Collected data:
* * * * * * *

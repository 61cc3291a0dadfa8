//! Orchestrated scrape run: fetch all pages, reconcile each record,
//! refresh detail rows for anything new or changed, record the run.
//!
//! The pipeline is sequential by design — one page, then one record at a
//! time. A page-level failure aborts the run (writes already made stand,
//! reconciliation is per-record, not one big transaction); a detail-fetch
//! failure only costs that record its child rows.

use anyhow::Result;
use chrono::Utc;
use uuid::Uuid;

use crate::models::{ScrapeRun, Vacancy};
use crate::pages::{self, VacancySource};
use crate::reconcile::{self, Outcome};
use crate::store::SnapshotStore;

/// Cap on the newly-seen list in a run summary.
const NEW_LIST_CAP: usize = 25;
/// Cap on the changed list in a run summary.
const UPDATE_LIST_CAP: usize = 10;

/// Short form of a newly-seen vacancy for run summaries and notifications.
#[derive(Debug, Clone, serde::Serialize)]
pub struct NewVacancy {
    pub id: String,
    pub title: String,
    pub profession: String,
    pub municipality: String,
    pub region: String,
    pub procured_amount: f64,
    pub unit_name: String,
    pub orderer_name: String,
}

impl NewVacancy {
    fn from_vacancy(v: &Vacancy) -> Self {
        NewVacancy {
            id: v.id.clone(),
            title: v.title.clone(),
            profession: v.profession.clone(),
            municipality: v.municipality.clone(),
            region: v.region.clone(),
            procured_amount: v.procured_amount,
            unit_name: v.unit_name.clone(),
            orderer_name: v.orderer_name.clone(),
        }
    }
}

#[derive(Debug, Clone, serde::Serialize)]
pub struct UpdatedVacancy {
    pub id: String,
    pub title: String,
    pub changes: Vec<String>,
}

/// What `POST /scrape` and `vh scrape` hand back: the run row plus capped
/// lists of what appeared and what moved.
#[derive(Debug, serde::Serialize)]
pub struct ScrapeReport {
    #[serde(flatten)]
    pub run: ScrapeRun,
    pub new_vacancies: Vec<NewVacancy>,
    pub updates: Vec<UpdatedVacancy>,
}

/// Execute one full run against `source`, persisting through `store`.
///
/// Always appends a run row, including on failure — a failed run is
/// recorded with its error message and whatever counts were reached.
pub async fn run_scrape(
    source: &dyn VacancySource,
    store: &dyn SnapshotStore,
    max_pages: usize,
) -> Result<ScrapeReport> {
    let started = Utc::now();
    let mut run = ScrapeRun::started(Uuid::new_v4().to_string(), started);
    let mut new_vacancies = Vec::new();
    let mut updates = Vec::new();

    tracing::info!(run_id = %run.id, "scrape run started");

    let fetched = match pages::fetch_all(source, max_pages).await {
        Ok(items) => items,
        Err(err) => {
            tracing::error!(run_id = %run.id, error = %err, "page fetch failed, aborting run");
            run.errors = Some(err.to_string());
            run.duration_seconds = elapsed_seconds(started);
            store.append_run(&run).await?;
            return Ok(ScrapeReport {
                run,
                new_vacancies,
                updates,
            });
        }
    };
    run.total_fetched = fetched.len() as i64;

    for vacancy in &fetched {
        let now = Utc::now().timestamp();
        let outcome = match reconcile::reconcile(store, vacancy, now).await {
            Ok(outcome) => outcome,
            Err(err) => {
                tracing::error!(run_id = %run.id, id = %vacancy.id, error = %err, "reconcile failed, aborting run");
                run.errors = Some(format!("reconcile {}: {}", vacancy.id, err));
                break;
            }
        };

        match outcome {
            Outcome::New => {
                run.new_count += 1;
                if new_vacancies.len() < NEW_LIST_CAP {
                    new_vacancies.push(NewVacancy::from_vacancy(vacancy));
                }
                refresh_detail(source, store, &vacancy.id).await;
            }
            Outcome::Updated(changes) => {
                run.updated_count += 1;
                if updates.len() < UPDATE_LIST_CAP {
                    updates.push(UpdatedVacancy {
                        id: vacancy.id.clone(),
                        title: vacancy.title.clone(),
                        changes,
                    });
                }
                refresh_detail(source, store, &vacancy.id).await;
            }
            Outcome::Unchanged => {
                run.unchanged_count += 1;
            }
        }
    }

    run.duration_seconds = elapsed_seconds(started);
    store.append_run(&run).await?;

    tracing::info!(
        run_id = %run.id,
        total = run.total_fetched,
        new = run.new_count,
        updated = run.updated_count,
        unchanged = run.unchanged_count,
        "scrape run finished"
    );

    Ok(ScrapeReport {
        run,
        new_vacancies,
        updates,
    })
}

/// Best-effort detail refresh. Failures are logged and skipped; they never
/// abort the run.
async fn refresh_detail(source: &dyn VacancySource, store: &dyn SnapshotStore, id: &str) {
    match source.fetch_detail(id).await {
        Ok(Some(detail)) => {
            if let Err(err) = store.replace_detail(id, &detail).await {
                tracing::warn!(id, error = %err, "failed to store detail rows");
            }
        }
        Ok(None) => {
            tracing::debug!(id, "source has no detail for record");
        }
        Err(err) => {
            tracing::warn!(id, error = %err, "detail fetch failed, skipping");
        }
    }
}

fn elapsed_seconds(started: chrono::DateTime<Utc>) -> f64 {
    (Utc::now() - started).num_milliseconds() as f64 / 1000.0
}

* * * * * * *

:: Instructions for the task ::
Output exactly the lines of the records from the first through the one bearing "record at a", both ends included.

:: Solution for this task ::
repository 61cc3291a0dadfa8
//! Orchestrated scrape run: fetch all pages, reconcile each record,
//! refresh detail rows for anything new or changed, record the run.
//!
//! The pipeline is sequential by design — one page, then one record at a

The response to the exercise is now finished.